Aim of the task: Your output is one number, the count of lines in the listing below that hold the word "Serialize".

Start of Data extracts

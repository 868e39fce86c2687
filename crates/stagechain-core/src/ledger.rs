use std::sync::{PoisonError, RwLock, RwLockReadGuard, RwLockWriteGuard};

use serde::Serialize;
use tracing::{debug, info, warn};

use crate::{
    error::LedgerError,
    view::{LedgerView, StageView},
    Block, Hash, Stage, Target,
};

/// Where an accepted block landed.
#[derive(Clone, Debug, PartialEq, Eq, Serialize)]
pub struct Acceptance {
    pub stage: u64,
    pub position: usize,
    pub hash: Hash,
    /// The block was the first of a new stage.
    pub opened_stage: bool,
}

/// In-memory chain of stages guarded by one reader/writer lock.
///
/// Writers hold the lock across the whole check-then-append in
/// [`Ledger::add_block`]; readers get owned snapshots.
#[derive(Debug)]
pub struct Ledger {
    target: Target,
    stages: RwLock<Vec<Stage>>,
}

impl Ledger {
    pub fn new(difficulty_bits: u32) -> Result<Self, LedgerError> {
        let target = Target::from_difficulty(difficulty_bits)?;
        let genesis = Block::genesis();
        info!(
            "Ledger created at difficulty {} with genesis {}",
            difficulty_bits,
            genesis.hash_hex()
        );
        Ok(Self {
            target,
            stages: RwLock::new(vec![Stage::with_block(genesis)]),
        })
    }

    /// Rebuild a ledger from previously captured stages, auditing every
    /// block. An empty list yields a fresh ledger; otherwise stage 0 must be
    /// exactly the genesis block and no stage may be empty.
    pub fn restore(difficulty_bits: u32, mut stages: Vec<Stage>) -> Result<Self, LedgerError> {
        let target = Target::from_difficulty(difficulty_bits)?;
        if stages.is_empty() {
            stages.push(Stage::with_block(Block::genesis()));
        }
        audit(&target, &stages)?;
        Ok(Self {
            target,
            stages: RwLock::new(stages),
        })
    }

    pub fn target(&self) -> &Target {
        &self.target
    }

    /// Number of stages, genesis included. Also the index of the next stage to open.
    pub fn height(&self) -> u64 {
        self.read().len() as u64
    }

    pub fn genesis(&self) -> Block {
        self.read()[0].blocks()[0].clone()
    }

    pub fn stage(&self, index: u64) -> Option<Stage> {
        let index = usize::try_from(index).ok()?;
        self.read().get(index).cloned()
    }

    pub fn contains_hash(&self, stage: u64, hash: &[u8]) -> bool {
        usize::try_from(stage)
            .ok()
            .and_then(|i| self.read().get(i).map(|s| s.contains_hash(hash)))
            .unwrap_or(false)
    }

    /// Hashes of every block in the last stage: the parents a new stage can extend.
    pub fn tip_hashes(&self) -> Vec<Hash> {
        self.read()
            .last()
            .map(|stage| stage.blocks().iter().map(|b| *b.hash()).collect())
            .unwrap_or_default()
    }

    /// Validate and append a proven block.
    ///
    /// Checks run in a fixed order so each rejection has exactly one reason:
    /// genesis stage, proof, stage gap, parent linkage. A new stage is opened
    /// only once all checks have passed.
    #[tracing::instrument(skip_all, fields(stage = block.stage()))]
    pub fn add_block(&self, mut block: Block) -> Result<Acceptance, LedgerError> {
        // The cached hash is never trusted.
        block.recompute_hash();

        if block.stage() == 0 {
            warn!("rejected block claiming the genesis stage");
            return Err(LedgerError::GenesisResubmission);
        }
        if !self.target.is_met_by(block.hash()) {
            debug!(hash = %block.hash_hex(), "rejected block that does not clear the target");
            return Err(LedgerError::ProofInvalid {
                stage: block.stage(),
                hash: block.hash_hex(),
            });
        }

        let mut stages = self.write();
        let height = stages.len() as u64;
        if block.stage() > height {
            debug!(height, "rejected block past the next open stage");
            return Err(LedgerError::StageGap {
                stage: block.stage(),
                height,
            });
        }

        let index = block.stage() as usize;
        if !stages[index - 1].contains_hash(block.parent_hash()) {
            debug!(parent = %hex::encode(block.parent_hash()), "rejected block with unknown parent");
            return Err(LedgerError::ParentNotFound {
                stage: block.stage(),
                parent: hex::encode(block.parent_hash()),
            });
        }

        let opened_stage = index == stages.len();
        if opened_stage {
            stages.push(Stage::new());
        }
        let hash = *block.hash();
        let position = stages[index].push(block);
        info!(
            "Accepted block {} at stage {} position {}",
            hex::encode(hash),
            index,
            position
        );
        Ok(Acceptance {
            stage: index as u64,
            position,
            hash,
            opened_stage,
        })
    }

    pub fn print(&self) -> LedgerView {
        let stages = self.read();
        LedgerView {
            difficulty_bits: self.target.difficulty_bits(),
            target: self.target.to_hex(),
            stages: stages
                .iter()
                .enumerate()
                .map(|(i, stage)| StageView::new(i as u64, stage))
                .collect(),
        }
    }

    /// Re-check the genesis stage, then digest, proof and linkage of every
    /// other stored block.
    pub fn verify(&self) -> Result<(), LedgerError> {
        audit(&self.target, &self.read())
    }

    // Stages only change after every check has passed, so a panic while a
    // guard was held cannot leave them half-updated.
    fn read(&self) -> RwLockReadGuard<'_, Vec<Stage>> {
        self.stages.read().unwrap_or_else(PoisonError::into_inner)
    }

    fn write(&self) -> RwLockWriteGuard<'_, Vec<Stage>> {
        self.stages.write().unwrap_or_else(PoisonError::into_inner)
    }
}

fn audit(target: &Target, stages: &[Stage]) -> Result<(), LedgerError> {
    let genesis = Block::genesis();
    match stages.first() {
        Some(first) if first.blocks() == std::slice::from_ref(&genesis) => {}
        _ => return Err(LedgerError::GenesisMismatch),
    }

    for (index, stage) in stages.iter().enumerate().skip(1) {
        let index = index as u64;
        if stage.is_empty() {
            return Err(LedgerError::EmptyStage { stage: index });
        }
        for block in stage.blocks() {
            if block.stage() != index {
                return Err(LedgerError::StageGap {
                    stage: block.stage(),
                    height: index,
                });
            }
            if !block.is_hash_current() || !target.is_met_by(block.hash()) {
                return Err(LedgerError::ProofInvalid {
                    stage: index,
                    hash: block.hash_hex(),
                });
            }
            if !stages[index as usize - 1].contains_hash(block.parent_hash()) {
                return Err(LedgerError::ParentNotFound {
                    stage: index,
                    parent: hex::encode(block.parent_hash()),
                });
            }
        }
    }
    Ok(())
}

End of Data extracts

Solution: 2